Rick and the Melee Squad were having their own internal debate: What to do with Merle? Glenn and Maggie wanted him gone. Daryl couldn't believe what he was hearing. Referring to Michonne, he said: "You're gonna cut Merle loose and bring Last Samurai with us?" Rick tried to reason with him. Daryl has become his right-hand man; Rick is a smart enough leader to know that, without Merle around, he's become Daryl's surrogate big brother. "You're part of the family. He's not," Rick explained. But Daryl Motherf---ing Dixon never turns his back on blood. "It's always Merle and I before this," he said. He asked Rick to take care of everyone: His son, his daughter, Carol. And then the Dixon brothers walked away into the forest.
I'm not sure how I feel about this development. On one hand, the prospect of seeing Daryl and Merle together in the wasteland, watching each other's back and possibly driving each other crazy, is enticing. On the other hand: Surely, in the long run, they're going to circle back around? Is this just a delaying tactic? Wouldn't it have made more sense for Rick to bring Merle to the prison and then interrogate him about the Governor's forces? Then again, one of the running subtextual jokes of The Walking Dead is that Rick might not, in fact, be a very good leader. He's good at short-term tactics; long-term planning, not so much.

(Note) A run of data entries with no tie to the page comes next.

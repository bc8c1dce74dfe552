#[cfg(feature = "storage-local")]
use crate::LocalStorage;
#[cfg(feature = "storage-s3")]
use crate::S3Storage;
use crate::{Storage, StorageBackend, StorageError, StorageResult};
use profego_core::Config;
use std::sync::Arc;

/// Create a storage backend based on configuration
pub async fn create_storage(config: &Config) -> StorageResult<Arc<dyn Storage>> {
    let settings = config.storage();

    match settings.backend {
        #[cfg(feature = "storage-s3")]
        StorageBackend::S3 => {
            let bucket = settings
                .s3_bucket
                .clone()
                .ok_or_else(|| StorageError::ConfigError("S3_BUCKET not configured".to_string()))?;
            let region = settings.s3_region.clone().ok_or_else(|| {
                StorageError::ConfigError("S3_REGION or AWS_REGION not configured".to_string())
            })?;

            let storage = S3Storage::new(bucket, region, settings.s3_endpoint.clone())?;
            Ok(Arc::new(storage))
        }

        #[cfg(not(feature = "storage-s3"))]
        StorageBackend::S3 => Err(StorageError::ConfigError(
            "S3 storage backend not available (storage-s3 feature not enabled)".to_string(),
        )),

        #[cfg(feature = "storage-local")]
        StorageBackend::Local => {
            let storage = LocalStorage::new(settings.local_storage_path.clone()).await?;
            Ok(Arc::new(storage))
        }

        #[cfg(not(feature = "storage-local"))]
        StorageBackend::Local => Err(StorageError::ConfigError(
            "Local storage backend not available (storage-local feature not enabled)".to_string(),
        )),
    }
}

#[cfg(all(test, feature = "storage-local"))]
mod tests {
    use super::*;

    #[tokio::test]
    async fn test_create_local_storage_from_config() {
        let dir = tempfile::tempdir().unwrap();
        let path = dir.path().join("store").display().to_string();
        let config = Config::from_lookup(|key| match key {
            "STORAGE_BACKEND" => Some("local".to_string()),
            "LOCAL_STORAGE_PATH" => Some(path.clone()),
            _ => None,
        })
        .unwrap();

        let storage = create_storage(&config).await.unwrap();
        assert_eq!(storage.backend_type(), StorageBackend::Local);
        assert!(dir.path().join("store").is_dir());
    }

    #[cfg(feature = "storage-s3")]
    #[tokio::test]
    async fn test_s3_requires_region() {
        let config = Config::from_lookup(|key| match key {
            "STORAGE_BACKEND" => Some("s3".to_string()),
            "S3_BUCKET" => Some("bucket".to_string()),
            _ => None,
        })
        .unwrap();

        let result = create_storage(&config).await;
        assert!(matches!(result, Err(StorageError::ConfigError(_))));
    }
}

In that sense, he's the opposite of the Governor, who is all long-term planning -- remember his notebooks, with the fifty-year-plan for restarting civilization? The back half of this season looks to foreground the contrast between the two men. There's a sense that The Governor is like a great Roman Emperor, capable of organizing a whole society to do his bidding. But Rome was sacked, eventually, by barbarians -- and the Grimes Gang, nomadic and violent and extremely hostile to newcomers, is essentially a crew of tactically efficient barbarians.
Rick is right to be skeptical about new people, though. Back at the prison, Tyreese and Sasha were preparing to bury dead-mama Donna. Their compatriot, the recently-widowed Allen, gave them a quick numbers game. Right now, the prison was currently being held by a wispy woman with a rifle and a little kid with a gun. They could take this prison. Tyreese made a plea for common decency; Allen pointed out that "This is survival of the fittest, plain and simple." At that moment, Axel and Beth appeared, offering a pair of shovels that were just the right size to crush a human head. Tyreese and his sister grabbed the shovels, thanked them, and glared at their friends.